Por Eduardo Fabregat Hay una sola manera de tener
66 años y electrizar un escenario como pocos. Una sola manera de dirigir a una big band
de 25 personas con sólo algunos gestos como casuales, tener en la punta de los dedos un
invisible control remoto que dispara alucinadas dosis de funk, soul, rhythm and blues,
gospel, jazz, blues y todo derivado que pueda imaginarse. Un único modo de incluir en ese
mismo show a una cantante platino de Las Vegas y un mago de trucos archisabidos
disfrazando el ridículo de elegancia. Hay una sola manera de reinar en el riquísimo
panorama de la música afroamericana de la última mitad del siglo XX: llevando el nombre
de James Brown. Y el título de Padrino del soul. Hay tipos que justifican el lugar de
común de la leyenda viviente, pero James Brown no es uno de esos: más bien, el moreno de
South Carolina parece ser la persona en que se pensó a la hora de acuñar el término. En
su segunda visita a la Argentina, el padrino volvió a dar lecciones, al frente de una
banda que incluía (lápiz y papel) tres bajistas, dos guitarristas, dos tecladistas, un
percusionista, dos saxofonistas, un trompetista, cinco coristas (The Bittersweets), tres
bailarinas, otros dos cantantes y un par de presentadores, portadores de capas
relumbrantes y arengadores. Al frente de esa parafernalia musical, Brown baila con sus
célebres pasitos arrastrados, hace acrobacias con el pie de micrófono, suda, dirige,
arenga y pone a prueba a sus músicos. No puede decirse formalmente que cante, porque su
garganta muestra las señales del tiempo transcurrido. Pero a cambio hay muchos de sus
gritos, gemidos y aullidos de guerra, y qué importa al cabo que no se dedique a la
melodía si tiene todo, pero todo el soul en las venas. La estructura del show, ante un
Luna poblado de gente fervorosa, guardó relación con el estilo Las Vegas: el viernes,
luego de una ajustadísima performance de Willy Crook & The Funky Torinos, una
sección de la banda comandada por el Soul General abrió a las 22.50 con una
serie de fragmentos musicales a cual más preciso y caliente. Cinco minutos después
ingresó Tammy Ray, directo de Nevada con un vestido largo azul eléctrico, y el clásico
I Cant Turn You Loose. Recién a las 23.10, cuando ya el grupo había
preparado el ambiente, Mr. Dinamita hizo un ingreso triunfal y empezó a
pasear por el escenario a uno de los saxofonistas (tan grande, que en sus
manos el instrumento parecía un juguete) usando su micrófono de correa.
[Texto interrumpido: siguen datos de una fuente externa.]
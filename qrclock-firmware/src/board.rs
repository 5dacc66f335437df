//! Peripheral assembly from the pin configuration

use qrclock_core::config::{ConfigError, DisplayConfig, RotaryConfig, RtcConfig};
use qrclock_core::display::CHANNEL_COUNT;
use qrclock_core::input::PendingEvents;
use qrclock_drivers::{Ds1302, RotaryEncoder, Tm1640Chain};
use qrclock_hal_rp2040::{BusyDelay, PinBank, PinError, RpFlex, RpInput, RpOutput};

pub type Display = Tm1640Chain<RpOutput, BusyDelay>;
pub type RealTimeClock = Ds1302<RpOutput, RpFlex, RpOutput, BusyDelay>;
pub type Encoder = RotaryEncoder<'static, RpInput, RpInput, RpInput>;

#[derive(Debug, Clone, Copy)]
#[cfg_attr(feature = "defmt", derive(defmt::Format))]
pub enum BoardError {
    /// GPIO could not be claimed
    Pin(u8, PinError),
    /// Driver rejected its settings
    Config(ConfigError),
}

fn claim<T>(pin: u8, result: Result<T, PinError>) -> Result<T, BoardError> {
    result.map_err(|e| BoardError::Pin(pin, e))
}

pub fn display(bank: &mut PinBank, config: &DisplayConfig) -> Result<Display, BoardError> {
    let clk_pin = config.clk_pin.pin;
    let clk = claim(clk_pin, bank.output(clk_pin, true))?;

    // The first claim that fails aborts the whole chain
    let data: heapless::Vec<RpOutput, CHANNEL_COUNT> = config
        .data_pins
        .iter()
        .map(|p| claim(p.pin, bank.output(p.pin, true)))
        .collect::<Result<_, _>>()?;
    let data: [RpOutput; CHANNEL_COUNT] = data
        .into_array()
        .map_err(|_| BoardError::Config(ConfigError::WrongPinCount))?;

    Ok(Tm1640Chain::new(
        clk,
        data,
        BusyDelay,
        config.bit_delay_us,
        config.brightness,
    ))
}

pub fn rtc(bank: &mut PinBank, config: &RtcConfig) -> Result<RealTimeClock, BoardError> {
    let clk = claim(config.clk_pin.pin, bank.output(config.clk_pin.pin, false))?;
    let dio = claim(config.dio_pin.pin, bank.flex(config.dio_pin.pin))?;
    let ce = claim(config.ce_pin.pin, bank.output(config.ce_pin.pin, false))?;
    Ok(Ds1302::new(clk, dio, ce, BusyDelay, config.delay_us))
}

pub fn encoder(
    bank: &mut PinBank,
    config: &RotaryConfig,
    events: &'static PendingEvents,
) -> Result<Encoder, BoardError> {
    let a = claim(config.a_pin.pin, bank.input(config.a_pin))?;
    let b = claim(config.b_pin.pin, bank.input(config.b_pin))?;
    let push = claim(config.push_pin.pin, bank.input(config.push_pin))?;
    RotaryEncoder::new(a, b, push, config.debounce_depth, events).map_err(BoardError::Config)
}
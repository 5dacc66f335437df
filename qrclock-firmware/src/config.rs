//! Embedded configuration
//!
//! `clock.toml` is compiled into the image and parsed once at start-up.
//! The build script has already checked it, so falling back to the
//! board defaults only happens when the two validators disagree.

use defmt::*;

use qrclock_core::config::{parse_config, ClockConfig};

/// Edit clock.toml and rebuild to customize
const EMBEDDED_CONFIG: &str = include_str!("../clock.toml");

pub fn load() -> ClockConfig {
    match parse_config(EMBEDDED_CONFIG) {
        Ok(config) => {
            info!("Parsed embedded configuration successfully");
            config
        }
        Err(e) => {
            error!("Failed to parse embedded config: {}", e);
            warn!("Using board defaults");
            ClockConfig::default()
        }
    }
}
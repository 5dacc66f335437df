//! Configuration types and parser
//!
//! The firmware embeds a TOML file describing pin assignment, timing
//! and network settings. It is parsed at start-up by the minimal
//! no_std parser in [`parse`].

pub mod parse;
pub mod types;

pub use parse::parse_config;
pub use types::*;
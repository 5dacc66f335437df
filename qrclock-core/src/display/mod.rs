//! Display composition for the 32×32 two-plane panel
//!
//! The panel is driven by 16 TM1640 chips, each owning an 8×8 tile.
//! Every pixel has two independent LED planes: plane A (red) and
//! plane B (green). Lighting both shows orange.
//!
//! Composition happens in three layers:
//!
//! ```text
//! renderers ──► LogicalMatrix ──(AddressMap)──► PhysicalFrame ──► TM1640 chain
//!  (text,        [row][col]                      [chip][plane]
//!   hands, QR)    two bools                       64-bit words
//! ```

pub mod address;
pub mod analog;
pub mod font;
pub mod frame;
pub mod matrix;
pub mod qr;

pub use address::{AddressMap, PixelAddress};
pub use frame::PhysicalFrame;
pub use matrix::{Cell, LogicalMatrix, Plane};
pub use qr::{draw_symbol, SymbolBitmap};

/// Panel edge length in pixels
pub const PANEL_SIZE: usize = 32;

/// Edge length of the tile owned by one driver chip
pub const TILE_SIZE: usize = 8;

/// Number of driver chips on the shared clock line
pub const CHANNEL_COUNT: usize = 16;

/// Number of color planes per pixel
pub const PLANE_COUNT: usize = 2;
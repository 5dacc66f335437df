//! SNTP request and response codec
//!
//! Packet layout (48 bytes, big-endian):
//! - byte 0: leap indicator (2 bits), version (3 bits), mode (3 bits)
//! - byte 1: stratum (0 = kiss-o'-death / unsynchronized)
//! - bytes 40..44: transmit timestamp, whole seconds since 1900-01-01

/// Size of an SNTP packet without extensions
pub const PACKET_LEN: usize = 48;

/// Well-known NTP port
pub const NTP_PORT: u16 = 123;

/// Seconds from 1900-01-01 to 1970-01-01
pub const NTP_UNIX_DELTA: u64 = 2_208_988_800;

/// LI 0, version 3, mode 3 (client)
const REQUEST_HEADER: u8 = 0x1B;

/// Mode 4 (server)
const MODE_SERVER: u8 = 4;

const MODE_MASK: u8 = 0x07;

const TRANSMIT_SECONDS: usize = 40;

/// Seconds in one 32-bit NTP era
const ERA_SECONDS: u64 = 1 << 32;

/// Errors decoding an SNTP response
#[derive(Debug, Clone, Copy, PartialEq, Eq)]
#[cfg_attr(feature = "defmt", derive(defmt::Format))]
pub enum SntpError {
    /// Response is not exactly one packet long
    Length,
    /// Response mode is not "server"
    Mode,
    /// Stratum 0: server is unsynchronized or refused the request
    Stratum,
    /// Transmit timestamp is zero
    NoTimestamp,
}

/// Build a client request packet
pub fn request() -> [u8; PACKET_LEN] {
    let mut packet = [0u8; PACKET_LEN];
    packet[0] = REQUEST_HEADER;
    packet
}

/// Validate a server response and return its transmit time as Unix
/// seconds
///
/// Timestamps below the Unix epoch are taken to be in NTP era 1
/// (after February 2036).
pub fn parse_response(packet: &[u8]) -> Result<u64, SntpError> {
    if packet.len() != PACKET_LEN {
        return Err(SntpError::Length);
    }
    if packet[0] & MODE_MASK != MODE_SERVER {
        return Err(SntpError::Mode);
    }
    if packet[1] == 0 {
        return Err(SntpError::Stratum);
    }

    let mut seconds = [0u8; 4];
    seconds.copy_from_slice(&packet[TRANSMIT_SECONDS..TRANSMIT_SECONDS + 4]);
    let ntp_seconds = u64::from(u32::from_be_bytes(seconds));
    if ntp_seconds == 0 {
        return Err(SntpError::NoTimestamp);
    }

    if ntp_seconds >= NTP_UNIX_DELTA {
        Ok(ntp_seconds - NTP_UNIX_DELTA)
    } else {
        Ok(ntp_seconds + ERA_SECONDS - NTP_UNIX_DELTA)
    }
}
//! GPIO line wrappers
//!
//! Thin newtypes so the embassy-rp pin drivers can stand in for the
//! `qrclock-hal` traits.

use embassy_rp::gpio::{AnyPin, Flex, Input, Level, Output, Pull};
use embassy_rp::Peri;
use qrclock_hal::{FlexPin, InputPin, OutputPin};

/// Push-pull output
pub struct RpOutput(Output<'static>);

impl RpOutput {
    pub fn new(pin: Peri<'static, AnyPin>, initial_high: bool) -> Self {
        Self(Output::new(pin, Level::from(initial_high)))
    }
}

impl OutputPin for RpOutput {
    fn set_high(&mut self) {
        self.0.set_high();
    }

    fn set_low(&mut self) {
        self.0.set_low();
    }

    fn is_set_high(&self) -> bool {
        self.0.is_set_high()
    }
}

/// Input with optional pull-up
pub struct RpInput(Input<'static>);

impl RpInput {
    pub fn new(pin: Peri<'static, AnyPin>, pull_up: bool) -> Self {
        let pull = if pull_up { Pull::Up } else { Pull::None };
        Self(Input::new(pin, pull))
    }
}

impl InputPin for RpInput {
    fn is_high(&self) -> bool {
        self.0.is_high()
    }
}

/// Bidirectional line, starts released
pub struct RpFlex(Flex<'static>);

impl RpFlex {
    pub fn new(pin: Peri<'static, AnyPin>) -> Self {
        let mut flex = Flex::new(pin);
        flex.set_as_input();
        Self(flex)
    }
}

impl OutputPin for RpFlex {
    fn set_high(&mut self) {
        self.0.set_high();
    }

    fn set_low(&mut self) {
        self.0.set_low();
    }

    fn is_set_high(&self) -> bool {
        self.0.is_set_high()
    }
}

impl InputPin for RpFlex {
    fn is_high(&self) -> bool {
        self.0.is_high()
    }
}

impl FlexPin for RpFlex {
    fn set_as_input(&mut self) {
        self.0.set_as_input();
    }

    fn set_as_output(&mut self) {
        self.0.set_as_output();
    }
}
La
leyenda de Brown incluye la certeza de que suele multar a los músicos que pegan un
manazo, y el viernes pudo ser comprobado por partida doble: primero, por la increíble
ductilidad de su banda, capaz de lanzarse en velocidad en un segundo y frenarse en una
baldosa; segundo, por la mirada fulminante que Brown le dedicó a uno de los guitarristas
cuando quedó sonando en falso, nada menos que en la demoledora lectura de Soul
man. Pero eso al menos sirvió para comprobar que los músicos de Brown son
humanos..., que en buena parte del espectáculo no lo parecen. James, canchero, ganador,
dueño de un carisma tan notable como su blanquísima sonrisa, se pasea por el escenario
con la sapiencia del viejo zorro. La lista incluye un par de temas de Im Back, su
disco más reciente, como Cant Stand It. Pero los estallidos más
potentes se producen cuando la leyenda hace uso de su propio libro, e invita a sumarse a
la hoguera con Its a Mans Mans Mans world (con una
bailarina clásica de técnica algo discutible), Get up I Feel Like
Being a Sex Machine revitalizado el año pasado a través del célebre aviso
de un automóvil o el indestructible I Got You (I Feel Good). A esa
altura, el encantamiento del soul ha hecho largo efecto, y ver a semejante maquinaria del
ritmo, liderada por ese duende de pelo batido y con un vestuario completamente rojo
infernal, explica por que la pacata sociedad estadounidense de los 50 señalara a
Brown como el portador de la músicadel demonio. Sólo que este demonio se aleja bastante
de la concepción bíblica. Así, casi como no podía ser de otra manera, el Padrino del
Soul, uno de los músicos más influyentes de la música contemporánea y, lejos, el
más sampleado por los jóvenes inquietos, volvió a Buenos Aires para llenar los
sentidos de un público que respondió sin reservas y al final, vencido, abandonó
definitivamente los asientos. Demasiado virtuosismo bien encarado, demasiada voz femenina
de perfecta afinación, demasiada pirueta del infartante trío de bailarinas como para no
salir con la seguridad de haber vivido un festín. Demasiado cool como para no darle la
derecha a los lugares comunes sobre las leyendas vivientes. Demasiado James Brown.